Reason #2: It's often deeply divided in its politics, its religious affections (and lack thereof), and in nearly every other way you can think of. On almost any topic, a denizen can post on Facebook a comment that asks, advocates, objects to or merely questions almost anything under the sun and then get attacked, sometimes very unkindly, from nearly every other possible point of view.
Reason #3: When it's not like #2, it's sometimes the opposite: an unreserved love fest, in which everything one says (or, often, borrows and reposts), no matter how poorly thought out or ill-conceived, is applauded, veritably rejoiced over, reposted and applauded.
Reason #4: Like most writers, I find the din of the marketplace distracting. Lately the tone of that din has been, well ... somewhat depressing. I've spent less and less time in the Facebook world, because it's difficult to find my true friends on the crowded streets of that Big City. For a number of months — almost a year — I've posted almost nothing at all on Facebook.
But I'm interested again in writing. And I've wanted to get away somewhere a bit quieter to do it. In the old days, a writer would take off to the mountains, and live in a borrowed cabin, and peck away on an old Royal typewriter. I wanted the digital version of that mountain getaway. An online cabin.
That's when I remembered my old Blog, Embracing the Shadow.
Honestly? I had almost forgotten it. But revisiting it this week has been like coming home. Or rather, to keep the metaphor going, arriving at a borrowed cabin near Grand Lake, Colorado, the stars shining, the air cool (it is actually 2 a.m. as I write this) and ... breathing.

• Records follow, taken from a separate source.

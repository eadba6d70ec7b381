//! Human-readable run report
//!
//! Line oriented and written to stdout by the CLI. Not a machine-readable
//! format.

use std::io::{self, Write};
use std::path::PathBuf;

use colored::Colorize;

use crate::error::{Result, WeighError};
use crate::installer::InstalledPackage;
use crate::measure::{Measurement, Stage};
use crate::utils::format_size;

/// Writes the report for one run
pub struct Reporter {
    out: Box<dyn Write + Send>,
    gzip_level: Option<u32>,
}

impl Reporter {
    pub fn new(out: Box<dyn Write + Send>, gzip_level: Option<u32>) -> Self {
        Self { out, gzip_level }
    }

    /// Reporter writing to standard output
    pub fn stdout(gzip_level: Option<u32>) -> Self {
        Self::new(Box::new(io::stdout()), gzip_level)
    }

    /// Announce what is about to be weighed
    pub fn header(&mut self, modules: &[String], minifier_args: &[String]) -> Result<()> {
        self.line("")?;
        self.line(&format!("Calculating size of {}", modules.join(", ").bold()))?;
        if !minifier_args.is_empty() {
            self.line(&format!("Using minifier arguments: {}", minifier_args.join(" ")))?;
        }
        self.line("")
    }

    /// List the resolved files, builtins and installed packages
    pub fn modules(
        &mut self,
        files: &[PathBuf],
        builtins: &[String],
        packages: &[InstalledPackage],
    ) -> Result<()> {
        let count = files.len() + builtins.len() + packages.len();
        if count == 0 {
            self.line("Weighing modules: 0")?;
        } else {
            self.line("Weighing modules:")?;
        }

        for file in files {
            self.line(&format!("  {}  {}", "[module]".dimmed(), file.display()))?;
        }
        for builtin in builtins {
            self.line(&format!("  {} {}", "[builtin]".dimmed(), builtin))?;
        }
        for package in packages {
            self.line(&format!(
                "  {} {}@{}",
                "[package]".dimmed(),
                package.name,
                package.version
            ))?;
        }

        self.line("")
    }

    /// Print one stage's size as soon as it is known
    pub fn measurement(&mut self, measurement: &Measurement) -> Result<()> {
        let size = format_size(measurement.bytes);

        let line = match measurement.stage {
            Stage::Raw => format!("Uncompressed: ~{}", size.cyan()),
            Stage::Minified => format!("Minified: {}", size.cyan()),
            Stage::MinifiedCompressed => {
                let level = self
                    .gzip_level
                    .map(|level| level.to_string())
                    .unwrap_or_else(|| "default".to_string());
                format!("Minified + gzipped (level: {}): ~{}", level, size.green().bold())
            }
        };

        self.line(&line)
    }

    /// Close the report
    pub fn footer(&mut self) -> Result<()> {
        self.line("")?;
        self.line(&format!("{}", "Note: these numbers are approximate.".dimmed()))?;
        self.out.flush().map_err(WeighError::Report)
    }

    fn line(&mut self, line: &str) -> Result<()> {
        writeln!(self.out, "{}", line).map_err(WeighError::Report)
    }
}
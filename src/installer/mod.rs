//! Package installation into the module cache
//!
//! Only package specifiers are ever handed to the installer, and it runs at
//! most once per run.

mod output;

use std::collections::HashMap;
use std::path::{Path, PathBuf};
use std::process::Stdio;

use async_trait::async_trait;
use serde::{Deserialize, Serialize};
use tokio::process::Command;
use tracing::{debug, info};

use crate::error::{Result, WeighError};
use crate::resolver;
use crate::specifier::{self, ModuleKind, ModuleSpecifier};

pub use output::parse_install_output;

/// A package the installer reports as present in the cache
#[derive(Debug, Clone, PartialEq, Eq, Serialize, Deserialize)]
pub struct InstalledPackage {
    pub name: String,
    pub version: String,
}

/// Something that can install packages into a cache directory
///
/// Implementations return the installer's raw stdout.
#[async_trait]
pub trait InstallerBackend: Send + Sync {
    /// Install `packages` (each `name@version`) under `cache_dir`
    async fn install(&self, cache_dir: &Path, packages: &[String]) -> Result<String>;
}

/// Runs `npm install --json --prefix <cache>`
#[derive(Debug, Clone)]
pub struct NpmBackend {
    program: String,
}

impl NpmBackend {
    pub fn new(program: impl Into<String>) -> Self {
        Self {
            program: program.into(),
        }
    }
}

impl Default for NpmBackend {
    fn default() -> Self {
        Self::new("npm")
    }
}

#[async_trait]
impl InstallerBackend for NpmBackend {
    async fn install(&self, cache_dir: &Path, packages: &[String]) -> Result<String> {
        tokio::fs::create_dir_all(cache_dir).await.map_err(|e| {
            WeighError::Install(format!("cannot create {}: {}", cache_dir.display(), e))
        })?;

        debug!("Running {} install for {}", self.program, packages.join(" "));

        let output = Command::new(&self.program)
            .arg("install")
            .arg("--json")
            .arg("--prefix")
            .arg(cache_dir)
            .args(packages)
            .stdin(Stdio::null())
            .output()
            .await
            .map_err(|e| WeighError::Install(format!("failed to run {}: {}", self.program, e)))?;

        if !output.status.success() {
            let stderr = String::from_utf8_lossy(&output.stderr);
            return Err(WeighError::Install(format!(
                "{} exited with {}: {}",
                self.program,
                output.status,
                stderr.trim()
            )));
        }

        Ok(String::from_utf8_lossy(&output.stdout).into_owned())
    }
}

/// Installs the package subset of a run's specifiers
pub struct PackageInstaller<B> {
    backend: B,
    cache_dir: PathBuf,
}

impl<B: InstallerBackend> PackageInstaller<B> {
    pub fn new(backend: B, cache_dir: impl Into<PathBuf>) -> Self {
        Self {
            backend,
            cache_dir: cache_dir.into(),
        }
    }

    pub fn cache_dir(&self) -> &Path {
        &self.cache_dir
    }

    /// Install every package-kind specifier, returning what was installed
    ///
    /// Returns immediately, without running the backend, when no package is
    /// requested.
    pub async fn install(&self, specifiers: &[ModuleSpecifier]) -> Result<Vec<InstalledPackage>> {
        let packages = normalize(specifiers)?;
        if packages.is_empty() {
            debug!("No packages to install");
            return Ok(Vec::new());
        }

        info!("Installing {} into {}", packages.join(", "), self.cache_dir.display());

        let stdout = self.backend.install(&self.cache_dir, &packages).await?;
        let mut installed = parse_install_output(&stdout)?;

        self.fill_missing_versions(&packages, &mut installed);

        Ok(installed)
    }

    /// Read versions from the cache for packages the output did not list
    fn fill_missing_versions(&self, packages: &[String], installed: &mut Vec<InstalledPackage>) {
        let modules_dir = self.cache_dir.join("node_modules");

        for package in packages {
            let (name, _) = specifier::split(package);
            if installed.iter().any(|p| p.name == name) {
                continue;
            }

            let manifest = modules_dir.join(name).join("package.json");
            if !manifest.is_file() {
                continue;
            }

            if let Some(version) = resolver::read_manifest(&manifest)
                .ok()
                .and_then(|m| m.get("version").and_then(|v| v.as_str()).map(str::to_string))
            {
                installed.push(InstalledPackage {
                    name: name.to_string(),
                    version,
                });
            }
        }
    }
}

/// Turn package specifiers into unique `name@version` install requests
///
/// A package asked for twice with different versions is rejected.
pub fn normalize(specifiers: &[ModuleSpecifier]) -> Result<Vec<String>> {
    let mut seen: HashMap<String, String> = HashMap::new();
    let mut packages = Vec::new();

    for spec in specifiers.iter().filter(|s| s.kind() == ModuleKind::Package) {
        let install_spec = spec.install_spec();
        let (name, version) = specifier::split(&install_spec);
        let version = version.unwrap_or(specifier::LATEST).to_string();

        match seen.get(name) {
            Some(existing) if *existing != version => {
                return Err(WeighError::ConflictingVersions {
                    name: name.to_string(),
                    first: existing.clone(),
                    second: version,
                });
            }
            Some(_) => continue,
            None => {
                seen.insert(name.to_string(), version);
                packages.push(install_spec);
            }
        }
    }

    Ok(packages)
}
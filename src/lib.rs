//! weigh library
//!
//! Measures what a module costs a bundle: raw, minified, and minified plus
//! gzipped size.

pub mod bundler;
pub mod cli;
pub mod config;
pub mod error;
pub mod installer;
pub mod measure;
pub mod report;
pub mod resolver;
pub mod session;
pub mod specifier;
pub mod transform;
pub mod utils;

pub use cli::Cli;
pub use config::Config;
pub use error::WeighError;
pub use measure::MeasurementResult;
pub use session::{weigh, WeighRequest};
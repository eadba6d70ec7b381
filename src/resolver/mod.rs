//! Module resolution
//!
//! Turns classified specifiers into something the bundler can consume, and
//! provides the node-style lookup the bundler uses for transitive imports.

use std::fs;
use std::path::{Path, PathBuf};

use tracing::debug;

use crate::error::{Result, WeighError};
use crate::specifier::{self, ModuleKind, ModuleSpecifier};

mod scan;

pub use scan::{scan_module, ModuleScan};

/// Extensions probed when a path does not name a file directly
const EXTENSIONS: [&str; 3] = ["js", "json", "cjs"];

/// Resolves the modules requested for a run
pub struct Resolver {
    /// Directory packages were installed into
    cache_dir: PathBuf,

    /// Directory local specifiers are relative to
    cwd: PathBuf,
}

impl Resolver {
    /// Create a new resolver
    pub fn new(cache_dir: impl Into<PathBuf>, cwd: impl Into<PathBuf>) -> Self {
        Self {
            cache_dir: cache_dir.into(),
            cwd: cwd.into(),
        }
    }

    /// `node_modules` directory inside the cache
    pub fn modules_dir(&self) -> PathBuf {
        self.cache_dir.join("node_modules")
    }

    /// Resolve an installed package to its entry file
    ///
    /// Returns `None` for builtins. A package missing from the cache after
    /// installation is an error.
    pub fn resolve_package(&self, spec: &ModuleSpecifier) -> Result<Option<PathBuf>> {
        if spec.kind() == ModuleKind::Builtin {
            return Ok(None);
        }

        let modules_dir = self.modules_dir();
        debug!("Resolving package '{}' in {}", spec.name(), modules_dir.display());

        match resolve_in_node_modules(&modules_dir, spec.name())? {
            Some(path) => Ok(Some(path)),
            None => Err(WeighError::resolution(
                spec.raw(),
                format!("package not found in {}", modules_dir.display()),
            )),
        }
    }

    /// Pass a builtin through by name
    pub fn resolve_builtin(&self, spec: &ModuleSpecifier) -> Option<String> {
        (spec.kind() == ModuleKind::Builtin).then(|| spec.name().to_string())
    }

    /// Resolve a local specifier against the working directory
    pub fn resolve_file(&self, spec: &ModuleSpecifier) -> Result<PathBuf> {
        let resolved = resolve_relative(spec.name(), &self.cwd)?
            .ok_or_else(|| WeighError::resolution(spec.raw(), "no such file"))?;

        fs::canonicalize(&resolved)
            .map_err(|e| WeighError::resolution(spec.raw(), e.to_string()))
    }
}

/// Resolve a path-like specifier relative to a directory
pub fn resolve_relative(specifier: &str, base_dir: &Path) -> Result<Option<PathBuf>> {
    resolve_path(&base_dir.join(specifier))
}

/// Resolve a path as a file, a file missing its extension, or a directory
fn resolve_path(target: &Path) -> Result<Option<PathBuf>> {
    // Try exact path first
    if target.is_file() {
        return Ok(Some(target.to_path_buf()));
    }

    // Try adding extensions
    for ext in &EXTENSIONS {
        let mut with_ext = target.as_os_str().to_os_string();
        with_ext.push(".");
        with_ext.push(ext);
        let with_ext = PathBuf::from(with_ext);
        if with_ext.is_file() {
            return Ok(Some(with_ext));
        }
    }

    // Try as a package directory, then as a directory with an index file
    if target.is_dir() {
        if target.join("package.json").is_file() {
            if let Some(entry) = resolve_package_dir(target)? {
                return Ok(Some(entry));
            }
        }

        for ext in &EXTENSIONS {
            let index = target.join(format!("index.{}", ext));
            if index.is_file() {
                return Ok(Some(index));
            }
        }
    }

    Ok(None)
}

/// Resolve a bare import by walking up through `node_modules` directories
pub fn resolve_bare(specifier: &str, from_dir: &Path) -> Result<Option<PathBuf>> {
    let mut current = from_dir.to_path_buf();

    loop {
        let node_modules = current.join("node_modules");

        if node_modules.is_dir() {
            if let Some(resolved) = resolve_in_node_modules(&node_modules, specifier)? {
                return Ok(Some(resolved));
            }
        }

        if !current.pop() {
            break;
        }
    }

    Ok(None)
}

/// Resolve a module within a single `node_modules` directory
pub fn resolve_in_node_modules(node_modules: &Path, specifier: &str) -> Result<Option<PathBuf>> {
    let (package_name, subpath) = specifier::package_name(specifier);
    let package_dir = node_modules.join(package_name);

    if !package_dir.is_dir() {
        return Ok(None);
    }

    // If there's a subpath, resolve it directly
    if let Some(sub) = subpath {
        return resolve_relative(sub, &package_dir);
    }

    match resolve_package_dir(&package_dir)? {
        Some(entry) => Ok(Some(entry)),
        None => resolve_relative("index", &package_dir),
    }
}

/// Find the entry file named by a package's manifest
fn resolve_package_dir(package_dir: &Path) -> Result<Option<PathBuf>> {
    let package_json = package_dir.join("package.json");
    if !package_json.is_file() {
        return Ok(None);
    }

    let manifest = read_manifest(&package_json)?;

    // `browser` may also be an object of per-file replacements; only the
    // string form names an entry.
    for field in ["browser", "main"] {
        if let Some(entry) = manifest.get(field).and_then(|v| v.as_str()) {
            let entry = entry.trim_start_matches("./");
            if entry.is_empty() || entry == "." {
                continue;
            }
            if let Some(resolved) = resolve_relative(entry, package_dir)? {
                return Ok(Some(resolved));
            }
        }
    }

    Ok(None)
}

/// Read and parse a `package.json`
pub fn read_manifest(path: &Path) -> Result<serde_json::Value> {
    let content = fs::read_to_string(path)
        .map_err(|e| WeighError::resolution(path.display().to_string(), e.to_string()))?;
    serde_json::from_str(&content).map_err(|e| {
        WeighError::resolution(path.display().to_string(), format!("invalid package.json: {}", e))
    })
}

I'll visit Facebook's Times Square to let folks know they can visit me here. But this is where I'm spending the majority of my writing time. Those who come here will have to expend that extra bit of effort to (figuratively speaking) negotiate the mountain roads to my cabin in the sky and pay me a visit. Digitally speaking, that won't mean much more than bookmarking my Blog. But those who do will have made the journey none the less. My true friends will no doubt manage it. And for that, I'll be grateful.
Looking forward to traversing mountain roads for visits.